After applying to seven colleges, Daniel Jr. chose the second most affordable, the nearby Delaware State University. He received two scholarships that covered his tuition, and the Malones paid the rest of the bill for the first year.
“It was hard to get that room and board money,” Sabrina says.
When he returned for his sophomore year, Daniel Jr. snagged a $3,000 scholarship for returning students—it covered his meal plan—and he became a resident adviser to get free board. Now a junior, Daniel is taking 19 credits this semester so he can graduate on time after he switched his major last year to study music.
“Four-year scholarships are four-year scholarships,” Sabrina says. “Any additional semesters would require loans or more money from us.”
When it was time to find a college for Christiana, child two of six, they set their sights on some of the country’s most selective schools. Knowing Ivy League colleges reject thousands of qualified students a year, Sabrina and Christiana did everything they could to shore up her application.
She practiced SAT questions five days a week for about 10 weeks, boosting her PSAT score by 240 points. They spent $100 on a writing workshop, so Christiana could enhance her personal statement and essays. And to improve her odds of acceptance, she applied early decision to her top choice school.
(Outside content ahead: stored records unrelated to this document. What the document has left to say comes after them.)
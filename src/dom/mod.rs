//! In-process document model with browser script semantics.
//!
//! Two insertion paths behave differently, as in a browser:
//! - `set_inner_html` parses markup; every `<script>` it produces is marked
//!   already started and never runs.
//! - elements built with `create_element` run their script once, at the moment
//!   they become connected to the document.
//!
//! An `iframe` with a `sandbox` attribute is an isolation surface. Scripts
//! below it run only with `allow-scripts`, and see the host origin only with
//! `allow-same-origin`.

mod host;
mod parse;
mod serialize;

use std::fmt;

pub use host::{Script, ScriptHost, ScriptLog, ScriptOrigin};
pub use parse::{parse_fragment, ParsedNode};
pub use serialize::SerializeOptions;

#[derive(Debug, Clone, Copy, PartialEq, Eq, Hash, PartialOrd, Ord)]
pub struct NodeId(usize);

impl fmt::Display for NodeId {
    fn fmt(&self, f: &mut fmt::Formatter<'_>) -> fmt::Result {
        write!(f, "node{}", self.0)
    }
}

#[derive(Debug, Clone)]
pub(crate) enum NodeData {
    Element(ElementData),
    Text(String),
}

#[derive(Debug, Clone)]
pub(crate) struct ElementData {
    pub(crate) tag: String,
    pub(crate) attrs: Vec<(String, String)>,
    /// Set once a script element has been prepared (or was produced by the
    /// fragment parser); a started script never runs again.
    pub(crate) already_started: bool,
    /// Set only on script copies made by the re-execution pass.
    pub(crate) reexecuted: bool,
}

#[derive(Debug, Clone)]
struct Node {
    parent: Option<NodeId>,
    children: Vec<NodeId>,
    data: NodeData,
}

/// Effective sandbox flags at a point in the tree.
#[derive(Debug, Clone, Copy, PartialEq, Eq)]
pub struct SandboxFlags {
    pub scripts: bool,
    pub same_origin: bool,
}

impl SandboxFlags {
    const UNRESTRICTED: SandboxFlags = SandboxFlags { scripts: true, same_origin: true };

    pub fn from_tokens(tokens: &str) -> Self {
        let mut flags = SandboxFlags { scripts: false, same_origin: false };
        for token in tokens.split_ascii_whitespace() {
            match token.to_ascii_lowercase().as_str() {
                "allow-scripts" => flags.scripts = true,
                "allow-same-origin" => flags.same_origin = true,
                _ => {}
            }
        }
        flags
    }

    fn intersect(self, other: SandboxFlags) -> SandboxFlags {
        SandboxFlags {
            scripts: self.scripts && other.scripts,
            same_origin: self.same_origin && other.same_origin,
        }
    }
}

#[derive(Debug)]
pub struct Document<H> {
    nodes: Vec<Node>,
    root: NodeId,
    host: H,
}

impl<H: ScriptHost> Document<H> {
    pub fn new(host: H) -> Self {
        let body = Node {
            parent: None,
            children: Vec::new(),
            data: NodeData::Element(ElementData {
                tag: "body".into(),
                attrs: Vec::new(),
                already_started: false,
                reexecuted: false,
            }),
        };
        Self { nodes: vec![body], root: NodeId(0), host }
    }

    pub fn root(&self) -> NodeId {
        self.root
    }

    /// Drop every node but an empty root, keeping the host. Ids issued before
    /// the reset are invalid afterwards.
    pub fn reset(&mut self) {
        self.nodes.truncate(1);
        self.nodes[self.root.0].children.clear();
    }

    /// Nodes held by the arena, detached ones included.
    pub fn node_count(&self) -> usize {
        self.nodes.len()
    }

    pub fn host(&self) -> &H {
        &self.host
    }

    pub fn host_mut(&mut self) -> &mut H {
        &mut self.host
    }

    pub fn create_element(&mut self, tag: &str) -> NodeId {
        self.push(NodeData::Element(ElementData {
            tag: tag.to_ascii_lowercase(),
            attrs: Vec::new(),
            already_started: false,
            reexecuted: false,
        }))
    }

    pub fn create_text(&mut self, data: &str) -> NodeId {
        self.push(NodeData::Text(data.to_string()))
    }

    /// Append `child` under `parent`, detaching it from any previous parent.
    /// Scripts in the child's subtree run if `parent` is connected.
    pub fn append_child(&mut self, parent: NodeId, child: NodeId) {
        self.detach(child);
        self.nodes[child.0].parent = Some(parent);
        self.nodes[parent.0].children.push(child);
        if self.is_connected(parent) {
            self.prepare_scripts(child);
        }
    }

    /// Put `new` at `old`'s position and detach `old`.
    pub fn replace_with(&mut self, old: NodeId, new: NodeId) {
        let Some(parent) = self.nodes[old.0].parent else {
            return;
        };
        self.detach(new);
        let index = self.child_index(parent, old);
        self.nodes[parent.0].children[index] = new;
        self.nodes[new.0].parent = Some(parent);
        self.nodes[old.0].parent = None;
        if self.is_connected(parent) {
            self.prepare_scripts(new);
        }
    }

    pub fn remove_children(&mut self, node: NodeId) {
        let children = std::mem::take(&mut self.nodes[node.0].children);
        for child in children {
            self.nodes[child.0].parent = None;
        }
    }

    /// Markup injection: replace the children of `node` with parsed content.
    /// Scripts produced here are inert.
    pub fn set_inner_html(&mut self, node: NodeId, html: &str) {
        self.remove_children(node);
        for parsed in parse_fragment(html) {
            let child = self.build(parsed);
            self.nodes[child.0].parent = Some(node);
            self.nodes[node.0].children.push(child);
        }
    }

    pub fn set_attribute(&mut self, node: NodeId, name: &str, value: &str) {
        if let NodeData::Element(el) = &mut self.nodes[node.0].data {
            let name = name.to_ascii_lowercase();
            match el.attrs.iter_mut().find(|(k, _)| *k == name) {
                Some(slot) => slot.1 = value.to_string(),
                None => el.attrs.push((name, value.to_string())),
            }
        }
    }

    pub fn attribute(&self, node: NodeId, name: &str) -> Option<&str> {
        self.element(node)?
            .attrs
            .iter()
            .find(|(k, _)| k.eq_ignore_ascii_case(name))
            .map(|(_, v)| v.as_str())
    }

    pub fn attributes(&self, node: NodeId) -> &[(String, String)] {
        self.element(node).map(|el| el.attrs.as_slice()).unwrap_or(&[])
    }

    pub fn tag(&self, node: NodeId) -> Option<&str> {
        self.element(node).map(|el| el.tag.as_str())
    }

    pub fn text(&self, node: NodeId) -> Option<&str> {
        match &self.nodes[node.0].data {
            NodeData::Text(t) => Some(t),
            NodeData::Element(_) => None,
        }
    }

    pub fn parent(&self, node: NodeId) -> Option<NodeId> {
        self.nodes[node.0].parent
    }

    pub fn children(&self, node: NodeId) -> &[NodeId] {
        &self.nodes[node.0].children
    }

    pub fn is_connected(&self, node: NodeId) -> bool {
        let mut cur = Some(node);
        while let Some(n) = cur {
            if n == self.root {
                return true;
            }
            cur = self.nodes[n.0].parent;
        }
        false
    }

    /// Nodes below `node` in document order, `node` itself excluded.
    pub fn descendants(&self, node: NodeId) -> Vec<NodeId> {
        let mut out = Vec::new();
        let mut stack: Vec<NodeId> = self.nodes[node.0].children.iter().rev().copied().collect();
        while let Some(n) = stack.pop() {
            out.push(n);
            stack.extend(self.nodes[n.0].children.iter().rev().copied());
        }
        out
    }

    pub fn elements_by_tag(&self, node: NodeId, tag: &str) -> Vec<NodeId> {
        self.descendants(node)
            .into_iter()
            .filter(|n| self.tag(*n).is_some_and(|t| t.eq_ignore_ascii_case(tag)))
            .collect()
    }

    /// Concatenated text below `node`, skipping script and style bodies.
    pub fn text_content(&self, node: NodeId) -> String {
        let mut out = String::new();
        self.collect_text(node, &mut out);
        out
    }

    /// Raw text of a node's direct text children (script bodies).
    pub fn child_text(&self, node: NodeId) -> String {
        self.nodes[node.0]
            .children
            .iter()
            .filter_map(|c| self.text(*c))
            .collect()
    }

    pub fn inner_html(&self, node: NodeId) -> String {
        serialize::inner_html(self, node, SerializeOptions::default())
    }

    pub fn outer_html(&self, node: NodeId, opts: SerializeOptions) -> String {
        serialize::outer_html(self, node, opts)
    }

    pub fn to_markdown(&self, node: NodeId) -> String {
        serialize::to_markdown(self, node)
    }

    /// Sandbox flags in force for content placed under `node`.
    pub fn sandbox_at(&self, node: NodeId) -> SandboxFlags {
        let mut flags = SandboxFlags::UNRESTRICTED;
        let mut cur = Some(node);
        while let Some(n) = cur {
            if self.tag(n) == Some("iframe") {
                if let Some(tokens) = self.attribute(n, "sandbox") {
                    flags = flags.intersect(SandboxFlags::from_tokens(tokens));
                }
            }
            cur = self.nodes[n.0].parent;
        }
        flags
    }

    /// Whether `node` is a script copy made by the re-execution pass. Markup
    /// can never set this, whatever attributes it carries.
    pub fn is_reexecuted(&self, node: NodeId) -> bool {
        self.element(node).is_some_and(|el| el.reexecuted)
    }

    pub(crate) fn mark_reexecuted(&mut self, node: NodeId) {
        if let NodeData::Element(el) = &mut self.nodes[node.0].data {
            el.reexecuted = true;
        }
    }

    pub(crate) fn data(&self, node: NodeId) -> &NodeData {
        &self.nodes[node.0].data
    }

    fn element(&self, node: NodeId) -> Option<&ElementData> {
        match &self.nodes[node.0].data {
            NodeData::Element(el) => Some(el),
            NodeData::Text(_) => None,
        }
    }

    fn push(&mut self, data: NodeData) -> NodeId {
        self.nodes.push(Node { parent: None, children: Vec::new(), data });
        NodeId(self.nodes.len() - 1)
    }

    fn build(&mut self, parsed: ParsedNode) -> NodeId {
        match parsed {
            ParsedNode::Text(t) => self.push(NodeData::Text(t)),
            ParsedNode::Element { tag, attrs, children } => {
                let already_started = tag == "script";
                let id = self.push(NodeData::Element(ElementData { tag, attrs, already_started, reexecuted: false }));
                for child in children {
                    let c = self.build(child);
                    self.nodes[c.0].parent = Some(id);
                    self.nodes[id.0].children.push(c);
                }
                id
            }
        }
    }

    fn detach(&mut self, node: NodeId) {
        if let Some(parent) = self.nodes[node.0].parent.take() {
            self.nodes[parent.0].children.retain(|c| *c != node);
        }
    }

    fn child_index(&self, parent: NodeId, child: NodeId) -> usize {
        self.nodes[parent.0]
            .children
            .iter()
            .position(|c| *c == child)
            .unwrap_or_else(|| unreachable!("{} is not a child of {}", child, parent))
    }

    fn collect_text(&self, node: NodeId, out: &mut String) {
        match &self.nodes[node.0].data {
            NodeData::Text(t) => out.push_str(t),
            NodeData::Element(el) => {
                if matches!(el.tag.as_str(), "script" | "style") {
                    return;
                }
                for child in &self.nodes[node.0].children {
                    self.collect_text(*child, out);
                }
            }
        }
    }

    /// Run every not-yet-started script in `node`'s subtree, in tree order.
    fn prepare_scripts(&mut self, node: NodeId) {
        let mut candidates = vec![node];
        candidates.extend(self.descendants(node));
        for id in candidates {
            let is_pending_script = matches!(
                &self.nodes[id.0].data,
                NodeData::Element(el) if el.tag == "script" && !el.already_started
            );
            if !is_pending_script {
                continue;
            }
            if let NodeData::Element(el) = &mut self.nodes[id.0].data {
                el.already_started = true;
            }

            let flags = self.sandbox_at(id);
            if !flags.scripts {
                tracing::debug!(node = %id, "script blocked by sandbox");
                continue;
            }
            let script = Script {
                text: self.child_text(id),
                src: self.attribute(id, "src").map(str::to_string),
                attributes: self.attributes(id).to_vec(),
                origin: if flags.same_origin { ScriptOrigin::Host } else { ScriptOrigin::Opaque },
            };
            tracing::debug!(node = %id, origin = ?script.origin, "executing script");
            self.host.execute(&script);
        }
    }
}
It paid off—she started in the engineering program at UPenn in August. The university’s need-based financial aid covered more than 80% of the cost for the family, bringing their bill down to about $10,000 a year. (The university is one of a small group of elite colleges wealthy enough to offer need-based scholarships to middle and upper-middle class families.)
Now, Sabrina is starting the whole process over with her two middle children.
One of those children, Nick, is adopted. As a result, Sabrina says, tuition prices and financial aid policies are less a focal point than for the other children, because he has access to private scholarships targeted specifically for adopted and foster children. The other middle child, a daughter named Angelica, wants to become a doctor. She’s casting a wide net, with the goal of finding a college that will accept her dual enrollment credits, has a decent medical school acceptance rate, and will allow her to graduate debt-free, since she’ll have to borrow significantly for medical school.
One Takeaway Tip
The single piece of advice Sabrina stresses for other families approaching the college application process? Use net price calculators early and often so you understand how much a college will actually cost your family.
That’s how the Malones narrowed in on a group of colleges where Daniel’s stats put him comfortably in the range for merit aid. And it’s how they decided with Christiana to pass on an offer from a small, elite liberal arts school for a free application and weekend visit. Even with financial aid, the college would have still cost them $35,000 a year, a sum Sabrina says would have ruined the family financially.
If you don’t know what a college will cost before you apply, she says, you’re setting your family up for heartbreak.
“Your dream school is going to be an economic fit as well an academic fit.”